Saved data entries
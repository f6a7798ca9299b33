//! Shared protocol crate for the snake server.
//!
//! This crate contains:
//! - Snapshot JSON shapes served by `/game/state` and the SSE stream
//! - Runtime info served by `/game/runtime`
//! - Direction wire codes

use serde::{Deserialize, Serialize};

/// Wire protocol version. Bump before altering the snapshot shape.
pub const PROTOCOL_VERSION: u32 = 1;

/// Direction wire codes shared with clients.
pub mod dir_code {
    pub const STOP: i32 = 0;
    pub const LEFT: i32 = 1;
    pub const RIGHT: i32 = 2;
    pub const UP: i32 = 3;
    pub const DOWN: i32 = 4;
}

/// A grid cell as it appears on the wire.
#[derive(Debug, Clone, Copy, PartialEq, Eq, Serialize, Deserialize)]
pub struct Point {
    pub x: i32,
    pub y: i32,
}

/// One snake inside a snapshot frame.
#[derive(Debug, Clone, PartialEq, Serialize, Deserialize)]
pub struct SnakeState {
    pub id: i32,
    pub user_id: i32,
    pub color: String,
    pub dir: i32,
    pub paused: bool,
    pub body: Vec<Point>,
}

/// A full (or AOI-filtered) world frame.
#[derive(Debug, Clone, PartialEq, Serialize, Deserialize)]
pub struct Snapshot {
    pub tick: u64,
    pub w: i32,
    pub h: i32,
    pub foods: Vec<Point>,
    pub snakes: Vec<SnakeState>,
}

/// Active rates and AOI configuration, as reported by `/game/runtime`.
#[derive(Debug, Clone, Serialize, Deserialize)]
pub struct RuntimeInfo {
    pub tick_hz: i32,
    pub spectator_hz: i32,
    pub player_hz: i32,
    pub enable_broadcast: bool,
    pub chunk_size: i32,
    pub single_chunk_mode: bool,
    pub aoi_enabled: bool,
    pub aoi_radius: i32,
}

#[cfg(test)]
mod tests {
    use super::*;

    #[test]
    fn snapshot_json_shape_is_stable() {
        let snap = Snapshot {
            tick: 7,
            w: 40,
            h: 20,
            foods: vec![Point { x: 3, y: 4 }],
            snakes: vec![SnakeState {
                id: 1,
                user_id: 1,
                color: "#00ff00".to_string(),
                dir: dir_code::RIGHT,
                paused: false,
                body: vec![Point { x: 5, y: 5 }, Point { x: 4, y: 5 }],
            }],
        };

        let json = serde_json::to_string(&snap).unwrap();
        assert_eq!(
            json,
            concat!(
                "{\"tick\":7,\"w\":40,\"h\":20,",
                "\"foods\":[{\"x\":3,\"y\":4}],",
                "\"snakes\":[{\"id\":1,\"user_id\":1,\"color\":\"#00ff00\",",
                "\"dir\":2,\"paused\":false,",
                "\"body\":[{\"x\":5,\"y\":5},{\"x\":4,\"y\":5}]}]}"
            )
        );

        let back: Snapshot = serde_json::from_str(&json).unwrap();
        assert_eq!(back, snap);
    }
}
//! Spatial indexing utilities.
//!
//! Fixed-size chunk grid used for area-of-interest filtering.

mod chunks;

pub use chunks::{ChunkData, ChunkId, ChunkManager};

--- Your objective ---
In your answer, print every entry exactly as it appears.

--- Completed task ---
repository f6a7798ca9299b33
//! Shared protocol crate for the snake server.
//!
//! This crate contains:
//! - Snapshot JSON shapes served by `/game/state` and the SSE stream
//! - Runtime info served by `/game/runtime`
//! - Direction wire codes

use serde::{Deserialize, Serialize};

/// Wire protocol version. Bump before altering the snapshot shape.
pub const PROTOCOL_VERSION: u32 = 1;

/// Direction wire codes shared with clients.
pub mod dir_code {
    pub const STOP: i32 = 0;
    pub const LEFT: i32 = 1;
    pub const RIGHT: i32 = 2;
    pub const UP: i32 = 3;
    pub const DOWN: i32 = 4;
}

/// A grid cell as it appears on the wire.
#[derive(Debug, Clone, Copy, PartialEq, Eq, Serialize, Deserialize)]
pub struct Point {
    pub x: i32,
    pub y: i32,
}

/// One snake inside a snapshot frame.
#[derive(Debug, Clone, PartialEq, Serialize, Deserialize)]
pub struct SnakeState {
    pub id: i32,
    pub user_id: i32,
    pub color: String,
    pub dir: i32,
    pub paused: bool,
    pub body: Vec<Point>,
}

/// A full (or AOI-filtered) world frame.
#[derive(Debug, Clone, PartialEq, Serialize, Deserialize)]
pub struct Snapshot {
    pub tick: u64,
    pub w: i32,
    pub h: i32,
    pub foods: Vec<Point>,
    pub snakes: Vec<SnakeState>,
}

/// Active rates and AOI configuration, as reported by `/game/runtime`.
#[derive(Debug, Clone, Serialize, Deserialize)]
pub struct RuntimeInfo {
    pub tick_hz: i32,
    pub spectator_hz: i32,
    pub player_hz: i32,
    pub enable_broadcast: bool,
    pub chunk_size: i32,
    pub single_chunk_mode: bool,
    pub aoi_enabled: bool,
    pub aoi_radius: i32,
}

#[cfg(test)]
mod tests {
    use super::*;

    #[test]
    fn snapshot_json_shape_is_stable() {
        let snap = Snapshot {
            tick: 7,
            w: 40,
            h: 20,
            foods: vec![Point { x: 3, y: 4 }],
            snakes: vec![SnakeState {
                id: 1,
                user_id: 1,
                color: "#00ff00".to_string(),
                dir: dir_code::RIGHT,
                paused: false,
                body: vec![Point { x: 5, y: 5 }, Point { x: 4, y: 5 }],
            }],
        };

        let json = serde_json::to_string(&snap).unwrap();
        assert_eq!(
            json,
            concat!(
                "{\"tick\":7,\"w\":40,\"h\":20,",
                "\"foods\":[{\"x\":3,\"y\":4}],",
                "\"snakes\":[{\"id\":1,\"user_id\":1,\"color\":\"#00ff00\",",
                "\"dir\":2,\"paused\":false,",
                "\"body\":[{\"x\":5,\"y\":5},{\"x\":4,\"y\":5}]}]}"
            )
        );

        let back: Snapshot = serde_json::from_str(&json).unwrap();
        assert_eq!(back, snap);
    }
}
//! Spatial indexing utilities.
//!
//! Fixed-size chunk grid used for area-of-interest filtering.

mod chunks;

pub use chunks::{ChunkData, ChunkId, ChunkManager};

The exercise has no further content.